Hepimiz hayatımız boyunca, yaşamımızı daha iyi bir duruma getirmek ve kendimizi tatmin etmek için, karşılaştığımız konuları en iyi şekilde çözmeye çalıştığımız fakat bazen de başarısız kaldığımız oluyor. Gerçek yaşamın sorunlarını çözmekten umutsuz olanlar, sanal dünyaya dalarak gerçek sorunlarını çözme başarısızlığından kaçmaya çalışıyorlar. Onlar gerçek hayatta ulaşamadıkları gerçekleri, sanal dünyada arıyorlar ve kendi başarısızlıklarını sanal dünyadaki başarıları ile telafi etmeye çalışıyorlar.

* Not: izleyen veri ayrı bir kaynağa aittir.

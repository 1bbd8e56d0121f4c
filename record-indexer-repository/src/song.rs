//! Study-based repository.
//!
//! Records are analyses grouped by study. A full scan lists every study via
//! `studies/all` and then pages through each study's analyses with
//! offset/limit pagination. The study id doubles as the organization.

use std::collections::BTreeSet;

use async_stream::stream;
use async_trait::async_trait;
use futures::StreamExt;
use serde_json::Value;
use tracing::{debug, info, warn};

use crate::errors::RepositoryError;
use crate::http::{endpoint, with_query, HttpClient};
use crate::repository::{RecordBatchStream, Repository};
use record_indexer_shared::{DataRecord, SongRepositoryConfig};

const IDENTITY_SOURCE: &str = "analysisId";
const OWNER_FIELD: &str = "studyId";

/// One parsed analysis page.
struct AnalysisPage {
    analyses: Vec<DataRecord>,
    total: Option<u64>,
}

impl AnalysisPage {
    /// Accepts `{analyses, totalAnalyses}` or a bare array of analyses.
    fn parse(body: Value) -> Option<Self> {
        match body {
            Value::Array(_) => Some(Self {
                analyses: DataRecord::batch_from_value(body)?,
                total: None,
            }),
            Value::Object(mut fields) => {
                let total = fields.get("totalAnalyses").and_then(Value::as_u64);
                let analyses = fields
                    .remove("analyses")
                    .or_else(|| fields.remove("records"))?;
                Some(Self {
                    analyses: DataRecord::batch_from_value(analyses)?,
                    total,
                })
            }
            _ => None,
        }
    }
}

/// Repository adapter for the study-based variant.
pub struct SongRepository {
    config: SongRepositoryConfig,
    http: HttpClient,
}

impl SongRepository {
    pub fn new(config: SongRepositoryConfig, http: HttpClient) -> Self {
        info!(
            code = %config.common.code,
            base_url = %config.common.base_url,
            pagination_size = ?config.common.pagination_size,
            study_states = ?config.indexable_study_states,
            analysis_centric = config.analysis_centric_enabled,
            organization = ?config.organization,
            country = ?config.country,
            "Created study repository"
        );
        Self { config, http }
    }

    fn states_param(states: &BTreeSet<String>) -> Option<(&'static str, String)> {
        if states.is_empty() {
            return None;
        }
        Some((
            "analysisStates",
            states.iter().map(String::as_str).collect::<Vec<_>>().join(","),
        ))
    }

    fn prepare(records: Vec<DataRecord>) -> Vec<DataRecord> {
        records
            .into_iter()
            .map(|record| record.with_identity_from(IDENTITY_SOURCE))
            .collect()
    }

    /// List every study id.
    async fn studies(&self) -> Result<Vec<String>, RepositoryError> {
        let url = endpoint(&self.config.common.base_url, &["studies", "all"])?;

        let Some(body) = self.http.get_json(&url).await? else {
            return Ok(Vec::new());
        };

        match body {
            Value::Array(items) => Ok(items
                .into_iter()
                .filter_map(|item| item.as_str().map(str::to_string))
                .collect()),
            _ => {
                warn!(url = %url, "Unexpected study listing shape");
                Ok(Vec::new())
            }
        }
    }

    /// Page through the analyses of one study.
    fn analyses<'a>(&'a self, study: &'a str) -> RecordBatchStream<'a> {
        let page_size = self.config.common.pagination_size;
        let states = Self::states_param(&self.config.indexable_study_states);

        Box::pin(stream! {
            let listing = match page_size {
                Some(_) => endpoint(&self.config.common.base_url, &["studies", study, "analysis", "paginated"]),
                None => endpoint(&self.config.common.base_url, &["studies", study, "analysis"]),
            };
            let listing = match listing {
                Ok(url) => url,
                Err(e) => {
                    yield Err(e);
                    return;
                }
            };

            let mut offset: u64 = 0;
            loop {
                let mut query = Vec::new();
                if let Some(param) = &states {
                    query.push(param.clone());
                }
                if let Some(limit) = page_size {
                    query.push(("limit", limit.to_string()));
                    query.push(("offset", offset.to_string()));
                }
                let url = with_query(&listing, &query);

                let body = match self.http.get_json(&url).await {
                    Ok(Some(body)) => body,
                    Ok(None) => break,
                    Err(e) => {
                        yield Err(e);
                        break;
                    }
                };

                let Some(page) = AnalysisPage::parse(body) else {
                    warn!(url = %url, "Unexpected analysis page shape");
                    break;
                };

                let received = page.analyses.len() as u64;
                debug!(url = %url, study = %study, analyses = received, "Fetched page");
                yield Ok(Self::prepare(page.analyses));

                offset += received;
                match (page_size, page.total) {
                    (Some(_), Some(total)) if offset < total && received > 0 => {}
                    _ => break,
                }
            }
        })
    }
}

#[async_trait]
impl Repository for SongRepository {
    fn stream_all(&self) -> RecordBatchStream<'_> {
        Box::pin(stream! {
            let studies = match self.studies().await {
                Ok(studies) => studies,
                Err(e) => {
                    yield Err(e);
                    return;
                }
            };
            debug!(studies = studies.len(), "Listed studies");

            for study in &studies {
                let mut batches = self.analyses(study);
                while let Some(batch) = batches.next().await {
                    let failed = batch.is_err();
                    yield batch;
                    if failed {
                        return;
                    }
                }
            }
        })
    }

    fn stream_by_organization<'a>(&'a self, organization: &'a str) -> RecordBatchStream<'a> {
        self.analyses(organization)
    }

    async fn get_record(&self, organization: &str, id: &str) -> Result<DataRecord, RepositoryError> {
        let url = endpoint(
            &self.config.common.base_url,
            &["studies", organization, "analysis", id],
        )?;

        let Some(record) = self.http.get_json(&url).await?.and_then(DataRecord::from_value) else {
            return Ok(DataRecord::new());
        };

        if record.get_str(OWNER_FIELD) != Some(organization) {
            debug!(id = %id, organization = %organization, "Analysis belongs to another study");
            return Ok(DataRecord::new());
        }

        Ok(record.with_identity_from(IDENTITY_SOURCE))
    }
}
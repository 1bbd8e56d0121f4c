//! # Record Indexer Pipeline
//!
//! This crate provides the pipeline components that move records from
//! upstream repositories into the search index.
//!
//! ## Architecture
//!
//! 1. **Orchestrator**: Resolves a repository by code and drives
//!    repository streams into the loader
//! 2. **Loader**: Writes record batches and merges their results
//! 3. **Consumer**: Receives record batches and index requests from Kafka

pub mod consumer;
pub mod errors;
pub mod loader;
pub mod orchestrator;

#[cfg(test)]
mod test_support;

pub use consumer::{EventHandler, KafkaConsumer};
pub use errors::PipelineError;
pub use loader::SearchLoader;
pub use orchestrator::Orchestrator;
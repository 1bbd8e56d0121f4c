use clap::{Parser, Subcommand};
use tokio::sync::broadcast;
use tracing::{error, info};

use record_indexer::{logging, Dependencies, IndexingError, Settings};
use record_indexer_shared::IndexResult;

#[derive(Parser)]
#[command(name = "record-indexer")]
#[command(about = "Index repository records into Elasticsearch", long_about = None)]
struct Cli {
    #[command(subcommand)]
    command: Commands,
}

#[derive(Subcommand)]
enum Commands {
    /// Consume record batches and index requests from Kafka until Ctrl-C
    Consume,
    /// Index every record of a repository
    IndexRepository { repo_code: String },
    /// Index every record of one organization
    IndexOrganization {
        repo_code: String,
        organization: String,
    },
    /// Index a single record
    IndexRecord {
        repo_code: String,
        organization: String,
        id: String,
    },
    /// Remove a single record from the index
    RemoveRecord {
        repo_code: String,
        organization: String,
        id: String,
    },
}

#[tokio::main]
async fn main() {
    let cli = Cli::parse();

    // Settings first so LOG_LEVEL from .env is visible to the subscriber
    let settings = Settings::from_env();
    logging::init_tracing();

    let result = match settings {
        Ok(settings) => run(cli.command, settings).await,
        Err(e) => Err(e),
    };

    if let Err(e) = result {
        error!(error = %e, "Record indexer failed");
        eprintln!("Error: {}", e);
        std::process::exit(1);
    }
}

async fn run(command: Commands, settings: Settings) -> Result<(), IndexingError> {
    let dependencies = Dependencies::new(settings).await?;
    let orchestrator = dependencies.orchestrator.clone();

    let result = match command {
        Commands::Consume => return consume(&dependencies).await,
        Commands::IndexRepository { repo_code } => orchestrator.index_repository(&repo_code).await?,
        Commands::IndexOrganization {
            repo_code,
            organization,
        } => {
            orchestrator
                .index_organization(&repo_code, &organization)
                .await?
        }
        Commands::IndexRecord {
            repo_code,
            organization,
            id,
        } => orchestrator.index_record(&repo_code, &organization, &id).await?,
        Commands::RemoveRecord {
            repo_code,
            organization,
            id,
        } => {
            orchestrator
                .remove_index_record(&repo_code, &organization, &id)
                .await?
        }
    };

    print_result(&result)
}

async fn consume(dependencies: &Dependencies) -> Result<(), IndexingError> {
    let (consumer, handler) = dependencies.event_consumer()?;
    consumer.subscribe()?;

    let (shutdown_tx, shutdown_rx) = broadcast::channel(1);
    tokio::spawn(async move {
        if tokio::signal::ctrl_c().await.is_ok() {
            info!("Received shutdown signal");
            let _ = shutdown_tx.send(());
        }
    });

    consumer.run(&handler, shutdown_rx).await?;

    info!("Consumer shutdown complete");
    Ok(())
}

fn print_result(result: &IndexResult) -> Result<(), IndexingError> {
    let json = serde_json::to_string_pretty(result)
        .map_err(|e| IndexingError::config(format!("Failed to render result: {}", e)))?;
    println!("{}", json);

    if !result.is_successful() {
        error!(
            index = %result.index_name(),
            failures = result.failure_data().len(),
            "Indexing finished with failures"
        );
    }
    Ok(())
}
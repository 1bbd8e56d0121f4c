//! Upstream repository descriptions.

use std::collections::BTreeSet;
use std::fmt;
use std::str::FromStr;

use serde::{Deserialize, Serialize};

/// Fields every repository variant carries.
#[derive(Debug, Clone, PartialEq, Eq, Serialize, Deserialize)]
#[serde(rename_all = "camelCase")]
pub struct RepositoryCommon {
    /// Unique key used to select this repository.
    pub code: String,
    pub name: String,
    pub base_url: String,
    /// Target index for every record of this repository.
    pub index_name: String,
    /// Page size for upstream fetches. `None` fetches everything in one call.
    pub pagination_size: Option<u32>,
    /// Event topic carrying record batches for this repository.
    pub kafka_topic: Option<String>,
}

/// A repository that exposes studies and their analyses.
#[derive(Debug, Clone, PartialEq, Eq, Serialize, Deserialize)]
#[serde(rename_all = "camelCase")]
pub struct SongRepositoryConfig {
    #[serde(flatten)]
    pub common: RepositoryCommon,
    /// Analysis states requested upstream. Empty means no filter.
    pub indexable_study_states: BTreeSet<String>,
    pub analysis_centric_enabled: bool,
    pub organization: Option<String>,
    pub country: Option<String>,
}

/// A repository that exposes records grouped by category.
#[derive(Debug, Clone, PartialEq, Eq, Serialize, Deserialize)]
#[serde(rename_all = "camelCase")]
pub struct LyricRepositoryConfig {
    #[serde(flatten)]
    pub common: RepositoryCommon,
    pub category_id: u32,
    pub valid_data_only: bool,
}

/// Closed set of repository variants, chosen once at configuration load.
#[derive(Debug, Clone, PartialEq, Eq, Serialize, Deserialize)]
#[serde(tag = "type", rename_all = "UPPERCASE")]
pub enum RepositoryConfig {
    Song(SongRepositoryConfig),
    Lyric(LyricRepositoryConfig),
}

impl RepositoryConfig {
    pub fn common(&self) -> &RepositoryCommon {
        match self {
            RepositoryConfig::Song(song) => &song.common,
            RepositoryConfig::Lyric(lyric) => &lyric.common,
        }
    }

    pub fn code(&self) -> &str {
        &self.common().code
    }

    pub fn index_name(&self) -> &str {
        &self.common().index_name
    }

    pub fn kafka_topic(&self) -> Option<&str> {
        self.common().kafka_topic.as_deref()
    }

    pub fn kind(&self) -> RepositoryKind {
        match self {
            RepositoryConfig::Song(_) => RepositoryKind::Song,
            RepositoryConfig::Lyric(_) => RepositoryKind::Lyric,
        }
    }
}

/// Discriminant of [`RepositoryConfig`], as written in configuration.
#[derive(Debug, Clone, Copy, PartialEq, Eq, Hash)]
pub enum RepositoryKind {
    Song,
    Lyric,
}

impl FromStr for RepositoryKind {
    type Err = String;

    fn from_str(s: &str) -> Result<Self, Self::Err> {
        match s.trim().to_ascii_uppercase().as_str() {
            "SONG" => Ok(RepositoryKind::Song),
            "LYRIC" => Ok(RepositoryKind::Lyric),
            other => Err(format!("unknown repository type '{other}'")),
        }
    }
}

impl fmt::Display for RepositoryKind {
    fn fmt(&self, f: &mut fmt::Formatter<'_>) -> fmt::Result {
        match self {
            RepositoryKind::Song => write!(f, "SONG"),
            RepositoryKind::Lyric => write!(f, "LYRIC"),
        }
    }
}

/// Find the repository with the given code.
pub fn find_repository<'a>(
    repositories: &'a [RepositoryConfig],
    code: &str,
) -> Option<&'a RepositoryConfig> {
    repositories.iter().find(|repo| repo.code() == code)
}
//! Turns emitted code into an installed [`TargetMethod`].

use super::emitter::{EmittedCode, Emitter, Stop, StopKind};
use super::layout::{ArrayField, TargetBundleLayout};
use super::target_method::{CatchTable, Generated, NATIVE_FUNCTION_CALL, TargetMethod, write_leb128};
use super::CodegenError;
use crate::asm::{Assembly, Label};
use crate::code::CodeManager;
use crate::ir::bytecode::MethodKey;
use crate::ir::eir::{EirMethod, Literal, LiteralId};
use crate::ir::kind::ObjectRef;
use crate::regalloc::Allocation;
use crate::target::{LiteralError, Target};
use std::collections::HashMap;
use std::sync::Arc;
use tracing::debug;

pub struct Translator<'a> {
    target: &'a Target,
    manager: &'a CodeManager,
    building_boot_image: bool,
}

/// Literals in pool order.
struct LiteralPool {
    /// Scalar literal labels and their byte offsets, wide literals first.
    scalars: Vec<(Label, usize)>,
    scalar_bytes: Vec<u8>,
    references: Vec<(Label, ObjectRef)>,
}

impl<'a> Translator<'a> {
    pub fn new(target: &'a Target, manager: &'a CodeManager, building_boot_image: bool) -> Self {
        Self { target, manager, building_boot_image }
    }

    pub fn translate(&self, method: &EirMethod, alloc: &Allocation) -> Result<Arc<TargetMethod>, CodegenError> {
        let mut emitted = Emitter::new(method, alloc, self.target).emit()?;
        let pool = self.pack_literals(method, &emitted.literal_labels)?;
        let alignment = self.target.bundle_alignment;
        let reference_bytes = pool.references.len() * self.target.reference_size;

        // Provisional placement from a zero base.
        for &(label, offset) in &pool.scalars {
            emitted.buf.fix_label(label, offset as u64)?;
        }
        let provisional = pool.scalar_bytes.len().next_multiple_of(alignment);
        for (i, &(label, _)) in pool.references.iter().enumerate() {
            emitted.buf.fix_label(label, (provisional + i * self.target.reference_size) as u64)?;
        }

        let literal_layout = TargetBundleLayout::new(pool.scalar_bytes.len(), reference_bytes, 0, alignment);
        let scalar_base = literal_layout.first_element_offset(ArrayField::ScalarLiterals);
        let reference_base = literal_layout.first_element_offset(ArrayField::ReferenceLiterals);
        for &(label, offset) in &pool.scalars {
            emitted.buf.fix_label(label, (scalar_base + offset) as u64)?;
        }
        for (i, &(label, _)) in pool.references.iter().enumerate() {
            emitted.buf.fix_label(label, (reference_base + i * self.target.reference_size) as u64)?;
        }

        let code_offset = literal_layout.first_element_offset(ArrayField::Code);
        emitted.buf.set_start_address(code_offset as u64);
        let code = emitted.buf.to_byte_array(Assembly::aarch64())?;
        let layout = TargetBundleLayout::new(pool.scalar_bytes.len(), reference_bytes, code.len(), alignment);

        let stops = order_stops(&emitted.stops);
        let (stop_positions, direct_callees) = stop_positions(&stops);
        let catch_table = self.catch_table(method, &emitted)?;
        let (frame_map_bytes, register_map_bytes, reference_maps) = self.reference_maps(&emitted, &stops);
        let mut frame_descriptors = Vec::new();
        for stop in &stops {
            write_leb128(stop.bci as u64, &mut frame_descriptors);
        }

        let allocation = self.manager.allocate(layout.bundle_size(), alignment)?;
        let target_method = Arc::new(TargetMethod::new(method.key.clone()));
        target_method.set_generated(Generated {
            region: allocation.region,
            start: allocation.start,
            code_offset,
            frame_size: emitted.frame_size,
            scalar_literals: pool.scalar_bytes,
            reference_literals: pool.references.iter().map(|&(_, r)| r).collect(),
            code,
            stop_positions,
            direct_callees,
            indirect_calls: stops.iter().filter(|s| s.kind == StopKind::Indirect).count(),
            safepoints: stops.iter().filter(|s| s.kind == StopKind::Safepoint).count(),
            frame_map_bytes,
            register_map_bytes,
            reference_maps,
            frame_descriptors,
            catch_table,
            inline_data: emitted.inline_data.encode(),
        })?;

        let derived = TargetBundleLayout::from_target_method(&target_method, self.target.reference_size, alignment);
        if derived != layout || derived.bundle_size() != allocation.size {
            return Err(CodegenError::BundleSizeMismatch {
                method: method.key.to_string(),
                computed: allocation.size,
                derived: derived.bundle_size(),
            });
        }

        let bundle = bundle_bytes(&target_method, &layout, self.target.reference_size);
        debug!(
            method = %method.key,
            region = allocation.region,
            start = allocation.start,
            size = allocation.size,
            stops = target_method.stop_positions().len(),
            "installed target method"
        );
        self.manager.install(Arc::clone(&target_method), &bundle, !self.building_boot_image)?;
        Ok(target_method)
    }

    fn pack_literals(&self, method: &EirMethod, labels: &[(LiteralId, Label)]) -> Result<LiteralPool, CodegenError> {
        let mut scalars: Vec<(LiteralId, Label, usize)> = Vec::new();
        let mut references = Vec::new();
        for &(id, label) in labels {
            match &method.literals[id] {
                Literal::Scalar(value) => scalars.push((id, label, value.kind().width())),
                Literal::Reference(object) => references.push((label, *object)),
            }
        }
        // Stable, so literals of equal width keep their pool order.
        scalars.sort_by(|a, b| b.2.cmp(&a.2));

        let mut scalar_bytes = Vec::new();
        let mut placed = Vec::with_capacity(scalars.len());
        let mut offset = 0;
        for (id, label, width) in scalars {
            if scalar_bytes.len() != offset {
                return Err(LiteralError::Misplaced { index: offset, offset: scalar_bytes.len() }.into());
            }
            if let Literal::Scalar(value) = &method.literals[id] {
                self.target.data_model.write(value, &mut scalar_bytes)?;
            }
            placed.push((label, offset));
            offset += width;
        }
        if scalar_bytes.len() != offset {
            return Err(LiteralError::Misplaced { index: offset, offset: scalar_bytes.len() }.into());
        }
        Ok(LiteralPool { scalars: placed, scalar_bytes, references })
    }

    fn catch_table(&self, method: &EirMethod, emitted: &EmittedCode) -> Result<CatchTable, CodegenError> {
        let mut table = CatchTable::new();
        for &(range, handler) in &emitted.catch_ranges {
            let entry = match handler {
                Some(label) => {
                    let position = emitted.buf.label_position(label)?;
                    if position == 0 {
                        return Err(CodegenError::CatchAtZero { method: method.key.to_string() });
                    }
                    position
                }
                None => 0,
            };
            table.range_positions.push(range);
            table.block_positions.push(entry);
        }
        Ok(table)
    }

    /// Frame maps for every stop followed by register maps for every
    /// safepoint.
    fn reference_maps(&self, emitted: &EmittedCode, stops: &[&Stop]) -> (usize, usize, Vec<u8>) {
        let frame_map_bytes = (emitted.frame_slots as usize).div_ceil(8);
        let register_map_bytes = self.target.registers.register_map_bytes();
        let mut maps = Vec::new();
        for stop in stops {
            let mut map = vec![0u8; frame_map_bytes];
            for &slot in &stop.frame_refs {
                map[slot as usize / 8] |= 1 << (slot % 8);
            }
            maps.extend_from_slice(&map);
        }
        for stop in stops.iter().filter(|s| s.kind == StopKind::Safepoint) {
            let mut map = vec![0u8; register_map_bytes];
            for &index in &stop.register_refs {
                map[index / 8] |= 1 << (index % 8);
            }
            maps.extend_from_slice(&map);
        }
        (frame_map_bytes, register_map_bytes, maps)
    }
}

/// Direct calls, then indirect calls, then safepoints, each in emission
/// order.
fn order_stops(stops: &[Stop]) -> Vec<&Stop> {
    let rank = |stop: &Stop| match stop.kind {
        StopKind::Direct { .. } => 0,
        StopKind::Indirect => 1,
        StopKind::Safepoint => 2,
    };
    let mut ordered: Vec<&Stop> = stops.iter().collect();
    ordered.sort_by_key(|stop| rank(*stop));
    ordered
}

fn stop_positions(stops: &[&Stop]) -> (Vec<u32>, Vec<MethodKey>) {
    let mut positions: Vec<u32> = stops.iter().map(|s| s.position).collect();
    let index: HashMap<u32, usize> = positions.iter().enumerate().map(|(i, &p)| (p, i)).collect();
    let mut callees = Vec::new();
    for stop in stops {
        if let StopKind::Direct { callee, native } = &stop.kind {
            callees.push(callee.clone());
            if *native {
                if let Some(&i) = index.get(&stop.position) {
                    positions[i] |= NATIVE_FUNCTION_CALL;
                }
            }
        }
    }
    (positions, callees)
}

/// The bundle image: scalar literal bytes, reference handles and code, at
/// their layout offsets. Handles are stored little-endian in
/// `reference_size`-byte slots.
fn bundle_bytes(method: &TargetMethod, layout: &TargetBundleLayout, reference_size: usize) -> Vec<u8> {
    let mut bundle = vec![0u8; layout.bundle_size()];
    let scalars = layout.first_element_offset(ArrayField::ScalarLiterals);
    bundle[scalars..scalars + method.scalar_literals().len()].copy_from_slice(method.scalar_literals());
    let mut at = layout.first_element_offset(ArrayField::ReferenceLiterals);
    let width = reference_size.min(8);
    for object in method.reference_literals() {
        bundle[at..at + width].copy_from_slice(&object.0.to_le_bytes()[..width]);
        at += reference_size;
    }
    let code = layout.first_element_offset(ArrayField::Code);
    bundle[code..code + method.code().len()].copy_from_slice(method.code());
    bundle
}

Bu duygu bazılarında zayıftır fakat bazıları da bu sorunu, hastalık derecede çok ciddi oranda yaşıyorlar. Bu hastalık (ひきこもり or 引き籠もり) Hikikomori’dir, evet doğru tahmin ettiniz, bu bir japon adıdır zira ilk kez Japonya’da dikkate alındı. Bu hastalar gerçek dünya ile tüm bağlarını kesiyorlar ve sadece sanal dünyada yaşıyorlar.Hiçbir zaman unutmayalım; sanal dünya günümüz yaşamın vazgeçilmez ve ayrılmaz bir parçası olsa da hiçbir zaman sanal ve gerçek yaşam arasındaki sınırları unutmayalım. Hatırlar mısınız geçen sohbetimizde günümüz insanı Pinokyo’ya benzetmiştik. Sanal ve gerçek arasındaki sınır, bizi Pinokyo’ya dönüştürendir. Pinokyo ile aynı kaderi paylaşmamak için kendinizi test edin ve gerçek isteklerinizi sanal dünyada ne kadar aradığınıza bakınız.